But the British Government had not, and did not even claim to have, either of these grounds of action. It would only have liked to have had them.

The Boers merely claim to be, and, in spite of paper annexations and sham occupations, they still are, within the limits of the Gladstonian Convention, an independent State as regards their internal affairs. That they do really possess this measure of independence has been admitted over and over again by statesmen of both political parties. Dealing with this question on September 1, 1884, in the Corn Exchange, Edinburgh, Mr. Gladstone said: "We entered into arrangements with the Transvaal, and the Transvaal at this moment, not in every point, but in the main and for practical purposes, has recovered its independence." Mr.

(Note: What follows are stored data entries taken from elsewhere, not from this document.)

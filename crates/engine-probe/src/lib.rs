//! # engine-probe
//!
//! Locate an installed external engine (Ghostscript, QPDF, LibreOffice, pdftk,
//! poppler, …) before handing it real work.
//!
//! ## How it works
//!
//! [`locate`] walks a [`ProbeSpec`] in order:
//!
//! 1. Each candidate command (a bare name resolved through `PATH`, or an
//!    absolute path) is invoked with a cheap capability check such as
//!    `--version`. The first one that exits successfully within the timeout
//!    wins.
//! 2. If no candidate answers, each [`InstallScan`] lists a vendor install
//!    root (e.g. `C:\Program Files\gs`) and tries the versioned
//!    subdirectories newest first, returning the first binary that exists.
//!
//! Absence is an ordinary outcome: [`locate`] returns `None` and never errors.
//! [`require`] is a thin wrapper for callers that prefer a `Result`.
//!
//! ## Usage
//!
//! ```rust,no_run
//! use engine_probe::{locate, ProbeSpec};
//!
//! # async fn demo() {
//! let spec = ProbeSpec::new("ghostscript", ["gs"]);
//! match locate(&spec).await {
//!     Some(path) => println!("ghostscript at {}", path.display()),
//!     None => println!("ghostscript not installed"),
//! }
//! # }
//! ```
//!
//! The crate reads no environment variables. Operators who want to pin a
//! specific binary put its absolute path first in the candidate list.

use std::cmp::Ordering;
use std::path::PathBuf;
use std::process::Stdio;
use std::time::Duration;

use thiserror::Error;
use tokio::process::Command;
use tracing::debug;

// ── Public constants ─────────────────────────────────────────────────────────

/// Upper bound for a single capability check.
pub const DEFAULT_PROBE_TIMEOUT: Duration = Duration::from_secs(5);

// ── Error type ───────────────────────────────────────────────────────────────

/// Errors returned by [`require`].
#[derive(Error, Debug, Clone, PartialEq, Eq)]
pub enum ProbeError {
    /// None of the candidates answered and no install directory held the binary.
    #[error("{label} not found (tried: {})", tried.join(", "))]
    NotFound { label: String, tried: Vec<String> },
}

// ── Probe description ────────────────────────────────────────────────────────

/// A vendor install root whose subdirectories are named after versions.
///
/// `roots` are scanned in order; inside each root the subdirectories are
/// visited newest version first and `binary` is joined onto each of them.
#[derive(Debug, Clone, PartialEq, Eq)]
pub struct InstallScan {
    pub roots: Vec<PathBuf>,
    pub binary: PathBuf,
}

impl InstallScan {
    pub fn new(
        roots: impl IntoIterator<Item = impl Into<PathBuf>>,
        binary: impl Into<PathBuf>,
    ) -> Self {
        Self {
            roots: roots.into_iter().map(Into::into).collect(),
            binary: binary.into(),
        }
    }

    /// Return the newest `<root>/<version>/<binary>` that exists on disk.
    pub async fn find(&self) -> Option<PathBuf> {
        for root in &self.roots {
            let Ok(mut entries) = tokio::fs::read_dir(root).await else {
                continue;
            };

            let mut versions: Vec<String> = Vec::new();
            while let Ok(Some(entry)) = entries.next_entry().await {
                // follows symlinked version directories
                if tokio::fs::metadata(entry.path()).await.is_ok_and(|m| m.is_dir()) {
                    versions.push(entry.file_name().to_string_lossy().into_owned());
                }
            }
            versions.sort_by(|a, b| compare_versions(b, a));

            for version in versions {
                let candidate = root.join(&version).join(&self.binary);
                if tokio::fs::metadata(&candidate).await.is_ok_and(|m| m.is_file()) {
                    debug!("Found {} via install scan", candidate.display());
                    return Some(candidate);
                }
            }
        }
        None
    }
}

/// Everything needed to look for one engine.
#[derive(Debug, Clone, PartialEq, Eq)]
pub struct ProbeSpec {
    /// Human-readable engine name used in logs and errors.
    pub label: String,
    /// Commands or absolute paths, tried in order.
    pub commands: Vec<String>,
    /// Arguments for the capability check. Default: `--version`.
    pub version_args: Vec<String>,
    /// Install directories scanned after every command failed.
    pub install_scans: Vec<InstallScan>,
    /// Timeout for each capability check. Default: [`DEFAULT_PROBE_TIMEOUT`].
    pub timeout: Duration,
}

impl ProbeSpec {
    pub fn new(
        label: impl Into<String>,
        commands: impl IntoIterator<Item = impl Into<String>>,
    ) -> Self {
        Self {
            label: label.into(),
            commands: commands.into_iter().map(Into::into).collect(),
            version_args: vec!["--version".to_string()],
            install_scans: Vec::new(),
            timeout: DEFAULT_PROBE_TIMEOUT,
        }
    }

    pub fn version_args(mut self, args: impl IntoIterator<Item = impl Into<String>>) -> Self {
        self.version_args = args.into_iter().map(Into::into).collect();
        self
    }

    pub fn install_scan(mut self, scan: InstallScan) -> Self {
        self.install_scans.push(scan);
        self
    }

    pub fn timeout(mut self, timeout: Duration) -> Self {
        self.timeout = timeout;
        self
    }

    /// Every location this spec would try, for error reporting.
    pub fn tried(&self) -> Vec<String> {
        let mut tried = self.commands.clone();
        for scan in &self.install_scans {
            for root in &scan.roots {
                tried.push(root.join("*").join(&scan.binary).display().to_string());
            }
        }
        tried
    }
}

// ── Public API ───────────────────────────────────────────────────────────────

/// Find the first working binary described by `spec`, or `None`.
pub async fn locate(spec: &ProbeSpec) -> Option<PathBuf> {
    for command in &spec.commands {
        if responds(command, &spec.version_args, spec.timeout).await {
            debug!("{}: using '{}'", spec.label, command);
            return Some(PathBuf::from(command));
        }
    }

    for scan in &spec.install_scans {
        if let Some(found) = scan.find().await {
            return Some(found);
        }
    }
    debug!("{}: not found", spec.label);
    None
}

/// Like [`locate`] but reports absence as [`ProbeError::NotFound`].
pub async fn require(spec: &ProbeSpec) -> Result<PathBuf, ProbeError> {
    locate(spec).await.ok_or_else(|| ProbeError::NotFound {
        label: spec.label.clone(),
        tried: spec.tried(),
    })
}

/// Order two directory names by their numeric components, then lexically.
///
/// `"10.02.1"` sorts after `"9.56.1"`, and `"gs10.0"` after `"gs9.27"`.
pub fn compare_versions(a: &str, b: &str) -> Ordering {
    version_key(a)
        .cmp(&version_key(b))
        .then_with(|| a.cmp(b))
}

// ── Internal helpers ─────────────────────────────────────────────────────────

async fn responds(command: &str, args: &[String], timeout: Duration) -> bool {
    let mut cmd = Command::new(command);
    cmd.args(args)
        .stdin(Stdio::null())
        .stdout(Stdio::null())
        .stderr(Stdio::null())
        .kill_on_drop(true);

    match tokio::time::timeout(timeout, cmd.status()).await {
        Ok(Ok(status)) => status.success(),
        Ok(Err(e)) => {
            debug!("'{}' did not start: {}", command, e);
            false
        }
        Err(_) => {
            debug!("'{}' did not answer within {:?}", command, timeout);
            false
        }
    }
}

fn version_key(name: &str) -> Vec<u64> {
    name.split(|c: char| !c.is_ascii_digit())
        .filter(|part| !part.is_empty())
        .filter_map(|part| part.parse().ok())
        .collect()
}

// ── Tests ─────────────────────────────────────────────────────────────────────

#[cfg(test)]
mod tests {
    use super::*;

    #[test]
    fn versions_compare_numerically() {
        assert_eq!(compare_versions("10.02.1", "9.56.1"), Ordering::Greater);
        assert_eq!(compare_versions("gs9.27", "gs10.0"), Ordering::Less);
        assert_eq!(compare_versions("9.5", "9.5"), Ordering::Equal);
        // no digits at all: lexical tiebreak
        assert_eq!(compare_versions("beta", "alpha"), Ordering::Greater);
    }

    #[tokio::test]
    async fn install_scan_prefers_newest_version() {
        let root = tempfile::tempdir().unwrap();
        for version in ["9.56.1", "10.02.1", "9.27"] {
            let bin = root.path().join(version).join("bin");
            std::fs::create_dir_all(&bin).unwrap();
            std::fs::write(bin.join("gswin64c.exe"), b"").unwrap();
        }

        let scan = InstallScan::new([root.path()], PathBuf::from("bin").join("gswin64c.exe"));
        let found = scan.find().await.expect("a binary should be found");
        assert!(found.starts_with(root.path().join("10.02.1")), "got {found:?}");
    }

    #[tokio::test]
    async fn install_scan_skips_versions_without_binary() {
        let root = tempfile::tempdir().unwrap();
        std::fs::create_dir_all(root.path().join("10.0").join("bin")).unwrap();
        let old = root.path().join("9.0").join("bin");
        std::fs::create_dir_all(&old).unwrap();
        std::fs::write(old.join("gs"), b"").unwrap();

        let scan = InstallScan::new([root.path()], PathBuf::from("bin").join("gs"));
        assert_eq!(scan.find().await, Some(old.join("gs")));
    }

    #[tokio::test]
    async fn install_scan_missing_root_is_none() {
        let scan = InstallScan::new(["/definitely/not/here"], "gs");
        assert_eq!(scan.find().await, None);
    }

    #[tokio::test]
    async fn locate_falls_back_to_install_scan() {
        let root = tempfile::tempdir().unwrap();
        let bin = root.path().join("10.02.1").join("bin");
        std::fs::create_dir_all(&bin).unwrap();
        std::fs::write(bin.join("gs"), b"").unwrap();
        // a plain file beside the version directories is ignored
        std::fs::write(root.path().join("README"), b"").unwrap();

        let spec = ProbeSpec::new("Ghostscript", ["/definitely/not/here/gs"])
            .install_scan(InstallScan::new([root.path()], PathBuf::from("bin").join("gs")));
        assert_eq!(locate(&spec).await, Some(bin.join("gs")));
    }

    #[tokio::test]
    async fn locate_missing_command_is_none() {
        let spec = ProbeSpec::new("nothing", ["pdftools-no-such-binary-xyz"]);
        assert_eq!(locate(&spec).await, None);
    }

    #[tokio::test]
    async fn require_reports_every_candidate() {
        let spec = ProbeSpec::new("nothing", ["first-missing", "second-missing"]);
        let err = require(&spec).await.unwrap_err();
        let ProbeError::NotFound { label, tried } = err;
        assert_eq!(label, "nothing");
        assert_eq!(tried, vec!["first-missing", "second-missing"]);
    }

    #[cfg(unix)]
    #[tokio::test]
    async fn locate_accepts_first_responding_command() {
        let spec = ProbeSpec::new("shell", ["pdftools-no-such-binary-xyz", "sh"])
            .version_args(["-c", "exit 0"]);
        assert_eq!(locate(&spec).await, Some(PathBuf::from("sh")));
    }

    #[cfg(unix)]
    #[tokio::test]
    async fn locate_rejects_failing_capability_check() {
        let spec = ProbeSpec::new("shell", ["sh"]).version_args(["-c", "exit 3"]);
        assert_eq!(locate(&spec).await, None);
    }

    #[cfg(unix)]
    #[tokio::test]
    async fn locate_times_out_slow_command() {
        let spec = ProbeSpec::new("slow", ["sh"])
            .version_args(["-c", "sleep 5"])
            .timeout(Duration::from_millis(100));
        assert_eq!(locate(&spec).await, None);
    }
}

W. H. Smith, speaking as the leader of the Conservative Government in the Commons on February 25, 1890, said: "It is a cardinal principle of that settlement [viz., the Convention of 1884] that the internal government and legislation of the South African Republic shall not be interfered with." Speaking in the same place on January 31, 1896, Mr. Balfour said: "The Transvaal is a free and independent Government as regards its internal affairs." On the 31st day of the same month in the same year the Marquis of Salisbury, speaking in the Lords, said : "The Boers have absolute control over their own internal affairs." Now I contend that the fact of them fighting

1 Bluc Book C. 9530, p. 33.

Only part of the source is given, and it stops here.